The reason why we know that more than mere personal taste is involved is that any reader, assuming him even partly honest, can bring to mind some example of a work of art he acknowledges to be good or even great, but does not appeal to him personally; or some work of trash he knows in the abstract to be without artistic merit, skill, or craft, but which he pursues with pleasure, and, if he is a snob, it is a guilty pleasure, because he learned to be ashamed of his taste for common things.

If you want my own testimony, I can list the BROTHERS KARAMAZOV or the short stories of Flannery O’Connor as acknowledged classics utterly not to my taste, intolerable to me, or the remake of BATTLESTAR GALACTICA—an artistic triumph I could not continue to watch because I abhorred the political themes intruding. I enjoy the Shadow novels by Maxwell Grant, even though these are mere pulp, the artless and execrable writing of HP Lovecraft, comics by Steve Dikto, Jack Kirby and Stan Lee. Do not leap to the defense of how great is the art of Kirby and Dikto: I acknowledge these are fine cartoonists, perhaps the best the industry has produced, but I do not take their work to be equal to that of the ceiling of the Sistine Chapel, or Da Vinci’s fresco of the Last Supper.

The third qualification is that we must restrict our inquiry to what human beings living in the human condition can know and see. The speculation that Martians or Ghosts, Elves or Angels might have such different apparatus to sense and interpret the world that no rules of art which apply to our sphere and to the human condition could apply to theirs simply need not concern us: we are hunting for an objective rule of art the way a philosopher hunts for an objective rule of science. Let us not conflate universality with objectivity. Universal refers to what is true in all times, places and conditions: Objective refers to what does not change when the observer changes. Simply because the curve of an airplane wing will not, in outerspace, nor on the Moon, produce lift, does not mean Bernoulli’s Principle is merely a local prejudice.

The fourth qualification is that some works of true artistic merit are buried where the world has not found nor acknowledged them: consider that some of Maxfield Parrish’s work first appeared as advertisements, or Norman Rockwell as magazine covers.

Likewise, in the modern day, the Lord of the Hell has raised his iron scepter above its cindery lava plains, and at the signal of their Great Sultan, his reigning Dukes, Peers and Ministers, with folded wings of membrane, bowed their flame-crowned heads, and in his name commanded the world to acknowledge, and praise as if it is fine art high-flown the merest rubbish, junk, filth, poop, and vomit imaginable, starting with Picasso and ending with Piss Christ.

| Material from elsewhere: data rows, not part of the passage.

//! Error type shared by the fallible entry points of the engine.

use crate::board::Mark;

/// Errors surfaced to callers of the engine.
///
/// Search itself never fails: a timeout returns the best move found so far
/// and a full board is reported as a draw. These variants cover bad input
/// handed to the engine and configuration loading.
#[derive(Debug, thiserror::Error)]
pub enum EngineError {
    #[error("position ({row}, {col}) is outside a {size}x{size} board")]
    OutOfBounds { row: i32, col: i32, size: usize },

    #[error("cell ({row}, {col}) is already occupied")]
    Occupied { row: u8, col: u8 },

    #[error("{0:?} is not a player mark")]
    NotAPlayer(Mark),

    #[error("unsupported board size {0} (expected 6..=12)")]
    UnsupportedSize(usize),

    #[error("board is {found}x{found} but {expected}x{expected} was expected")]
    SizeMismatch { expected: usize, found: usize },

    #[error("row {row} is malformed: {reason}")]
    BadRow { row: usize, reason: String },

    #[error("board changed since the move was computed")]
    StaleMove,

    #[error("invalid configuration: {0}")]
    Config(#[from] serde_json::Error),

    #[error("i/o error: {0}")]
    Io(#[from] std::io::Error),
}
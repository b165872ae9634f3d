//! Zobrist hashing for position identification
//!
//! Keys are drawn from a seeded PCG generator per board size, so every
//! table built for the same size hashes identically. That lets a board
//! fingerprint taken by one engine call be checked by another.
//!
//! # Example
//!
//! ```
//! use gomoku6::board::{Board, Mark, Pos};
//! use gomoku6::search::ZobristTable;
//!
//! let zt = ZobristTable::new(6);
//! let mut board = Board::new();
//! let empty = zt.hash(&board);
//!
//! let pos = Pos::new(2, 3);
//! board.place(pos, Mark::X);
//! assert_eq!(zt.update_place(empty, pos, Mark::X), zt.hash(&board));
//! ```

use rand::{Rng, SeedableRng};
use rand_pcg::Pcg64;

use crate::board::{Board, Mark, Pos};

const SEED: u64 = 0x6B0A_2D5E_ED00_0006;

/// Zobrist keys for one board size
#[derive(Debug, Clone)]
pub struct ZobristTable {
    size: usize,
    x: Vec<u64>,
    o: Vec<u64>,
}

impl ZobristTable {
    #[must_use]
    pub fn new(size: usize) -> Self {
        let mut rng = Pcg64::seed_from_u64(SEED ^ size as u64);
        let cells = size * size;
        let x = (0..cells).map(|_| rng.gen::<u64>()).collect();
        let o = (0..cells).map(|_| rng.gen::<u64>()).collect();
        Self { size, x, o }
    }

    #[inline]
    pub fn size(&self) -> usize {
        self.size
    }

    /// Full hash of a board. The empty board hashes to 0.
    #[must_use]
    pub fn hash(&self, board: &Board) -> u64 {
        debug_assert_eq!(board.size(), self.size);
        board
            .occupied()
            .fold(0, |h, (pos, mark)| self.update_place(h, pos, mark))
    }

    /// Hash after placing (or, XOR being its own inverse, removing) a mark.
    #[inline]
    #[must_use]
    pub fn update_place(&self, hash: u64, pos: Pos, mark: Mark) -> u64 {
        let idx = pos.to_index(self.size);
        match mark {
            Mark::X => hash ^ self.x[idx],
            Mark::O => hash ^ self.o[idx],
            Mark::Empty => hash,
        }
    }
}
//! Game rules for the six-board five-in-a-row variant
//!
//! - `geometry`: gap, great-diagonal and reflecting-walk helpers
//! - `tracks`: every 6-cell window that can hold a win
//! - `win`: authoritative win/draw decisions (regular, wrap, bounce)

pub mod geometry;
pub mod tracks;
pub mod win;

pub use geometry::{find_bounce_pattern, has_missing_teeth, is_great_diagonal, BouncePath};
pub use tracks::{Track, TrackKind, WinTracks};
pub use win::{
    check_game_status, check_win, find_winning_move, winning_moves, GameStatus, WinKind, WinResult,
};
// ABOUTME: Per (athlete, exercise) progression state and its initial seeding
// ABOUTME: Tracks unrounded weight, reps, sets, and strategy-specific counters
//
// SPDX-License-Identifier: MIT OR Apache-2.0
// Copyright (c) 2025 Pierre Fitness Intelligence

use crate::rounding::WeightRounding;
use crate::strategy::{PercentageBasis, StrategyConfig, StrategyKind, ValidatedConfig};
use ascend_core::constants::limits::MAX_WEIGHT;
use ascend_core::constants::seeding::DEFAULT_ONE_REP_MAX_FRACTION;
use ascend_core::Prescription;
use serde::{Deserialize, Serialize};

/// Strategy-specific counters carried alongside the prescription
#[derive(Debug, Clone, PartialEq, Serialize, Deserialize)]
#[serde(tag = "strategy", rename_all = "snake_case")]
pub enum StrategyTracking {
    /// No extra state
    None,
    /// Failures since the last success or deload
    Linear {
        /// Consecutive failed sessions
        consecutive_failures: u32,
    },
    /// Rep position lives in `current_reps`
    DoubleProgression,
    /// No extra state
    RpeBased,
    /// Number of periods already applied
    Percentage {
        /// Periods elapsed since the state was seeded
        periods_elapsed: u32,
    },
    /// Position in the wave cycle and the fixed anchor it scales
    Wave {
        /// Index of the wave currently prescribed
        wave_cursor: usize,
        /// Established working max the wave intensities apply to
        baseline_weight: f64,
    },
}

impl StrategyTracking {
    /// Strategy this tracking data belongs to
    #[must_use]
    pub const fn kind(&self) -> StrategyKind {
        match self {
            Self::None => StrategyKind::None,
            Self::Linear { .. } => StrategyKind::Linear,
            Self::DoubleProgression => StrategyKind::DoubleProgression,
            Self::RpeBased => StrategyKind::RpeBased,
            Self::Percentage { .. } => StrategyKind::Percentage,
            Self::Wave { .. } => StrategyKind::Wave,
        }
    }
}

/// Progression state for one athlete on one exercise
///
/// Weights are stored unrounded so repeated fractional changes (deloads,
/// percentage growth) do not accumulate rounding error; rounding happens
/// only when a [`Prescription`] is surfaced.
#[derive(Debug, Clone, PartialEq, Serialize, Deserialize)]
pub struct ProgressionState {
    /// Weight the next session is based on, within `[0, MAX_WEIGHT]`
    pub current_weight: f64,
    /// Reps per set for the next session
    pub current_reps: u32,
    /// Sets for the next session
    pub current_sets: u32,
    /// Strategy-specific counters
    pub tracking: StrategyTracking,
}

impl ProgressionState {
    /// Build the initial state for a freshly assigned exercise
    #[must_use]
    pub fn seed(config: &ValidatedConfig, seed: &StateSeed) -> Self {
        let working_weight = bounded_weight(seed.working_weight);
        let mut state = Self {
            current_weight: working_weight,
            current_reps: seed.reps,
            current_sets: seed.sets,
            tracking: StrategyTracking::None,
        };

        match config.strategy() {
            StrategyConfig::None => {}
            StrategyConfig::Linear(_) => {
                state.tracking = StrategyTracking::Linear {
                    consecutive_failures: 0,
                };
            }
            StrategyConfig::DoubleProgression(params) => {
                state.current_reps = params.rep_range.clamp(seed.reps);
                state.tracking = StrategyTracking::DoubleProgression;
            }
            StrategyConfig::RpeBased(_) => state.tracking = StrategyTracking::RpeBased,
            StrategyConfig::Percentage(params) => {
                if let (PercentageBasis::OneRepMax, Some(one_rep_max)) =
                    (params.based_on, seed.one_rep_max)
                {
                    state.current_weight =
                        bounded_weight(one_rep_max * seed.one_rep_max_fraction);
                }
                state.tracking = StrategyTracking::Percentage { periods_elapsed: 0 };
            }
            StrategyConfig::Wave(params) => {
                if let Some(first) = params.waves.first() {
                    state.current_weight =
                        bounded_weight(working_weight * first.intensity_percent / 100.0);
                    state.current_reps = first.reps;
                    state.current_sets = first.sets;
                }
                state.tracking = StrategyTracking::Wave {
                    wave_cursor: 0,
                    baseline_weight: working_weight,
                };
            }
        }
        state
    }

    /// Strategy this state was seeded for
    #[must_use]
    pub const fn kind(&self) -> StrategyKind {
        self.tracking.kind()
    }

    /// What this state currently prescribes
    #[must_use]
    pub fn prescription(&self, config: &ValidatedConfig, rounding: WeightRounding) -> Prescription {
        Prescription {
            weight: rounding.round(self.current_weight),
            reps: self.current_reps,
            sets: self.current_sets,
            target_rpe: config.strategy().target_rpe(),
        }
    }

    /// Consecutive failures for linear states, zero otherwise
    #[must_use]
    pub const fn consecutive_failures(&self) -> u32 {
        match self.tracking {
            StrategyTracking::Linear {
                consecutive_failures,
            } => consecutive_failures,
            _ => 0,
        }
    }

    /// Wave cursor for wave states
    #[must_use]
    pub const fn wave_cursor(&self) -> Option<usize> {
        match self.tracking {
            StrategyTracking::Wave { wave_cursor, .. } => Some(wave_cursor),
            _ => None,
        }
    }

    /// Periods elapsed for percentage states
    #[must_use]
    pub const fn periods_elapsed(&self) -> Option<u32> {
        match self.tracking {
            StrategyTracking::Percentage { periods_elapsed } => Some(periods_elapsed),
            _ => None,
        }
    }
}

/// Values the assigning collaborator knows about the athlete when an
/// exercise is first placed under a strategy
#[derive(Debug, Clone, Copy, PartialEq, Serialize, Deserialize)]
pub struct StateSeed {
    /// Weight the athlete currently trains with
    pub working_weight: f64,
    /// Estimated one-rep max, used by 1RM-based percentage plans
    #[serde(default)]
    pub one_rep_max: Option<f64>,
    /// Fraction of the one-rep max to start from
    #[serde(default = "default_one_rep_max_fraction")]
    pub one_rep_max_fraction: f64,
    /// Reps per set from the assignment
    pub reps: u32,
    /// Sets from the assignment
    pub sets: u32,
}

impl StateSeed {
    /// Seed from a working weight and the assignment's reps/sets
    #[must_use]
    pub const fn new(working_weight: f64, reps: u32, sets: u32) -> Self {
        Self {
            working_weight,
            one_rep_max: None,
            one_rep_max_fraction: DEFAULT_ONE_REP_MAX_FRACTION,
            reps,
            sets,
        }
    }

    /// Attach an estimated one-rep max
    #[must_use]
    pub const fn with_one_rep_max(mut self, one_rep_max: f64) -> Self {
        self.one_rep_max = Some(one_rep_max);
        self
    }

    /// Override the fraction of the one-rep max used as the starting weight
    #[must_use]
    pub const fn with_one_rep_max_fraction(mut self, fraction: f64) -> Self {
        self.one_rep_max_fraction = fraction;
        self
    }
}

const fn default_one_rep_max_fraction() -> f64 {
    DEFAULT_ONE_REP_MAX_FRACTION
}

/// Clamp a computed weight into `[0, MAX_WEIGHT]`, mapping NaN to zero
pub(crate) fn bounded_weight(weight: f64) -> f64 {
    if weight.is_nan() {
        0.0
    } else {
        weight.clamp(0.0, MAX_WEIGHT)
    }
}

There are works of no merit whatsoever raised by the clamor of dog-eyed establishment critics and beauty-hating gargoyles to world wide fame. If you for a moment thought these gargoyles were not liars to the marrow of their crooked bones, you might wonder, all aghast, if perhaps all taste in art, all rules of craft, were not indeed mere personal preference and arbitrary and subjective.

But no, these things are not art, but anti-art, and they correctly express the world view of those that made and admire them. They are Morlocks, and their works consist, as Morlock-work must do, of taking the beautiful things of the sunlit Eloi world, dragging them down into the sewers, and chopping them into grisly strings of meat.

The leitmotif of all this modern art is the spirit of violent rebellion. For reasons I have stated above, drama and even a certain angular and sinister beauty can flow from such Promethean rebellion against established forms: but every other dimension of the human experience aside from the heady emotions rebels on the barricades can know are closed.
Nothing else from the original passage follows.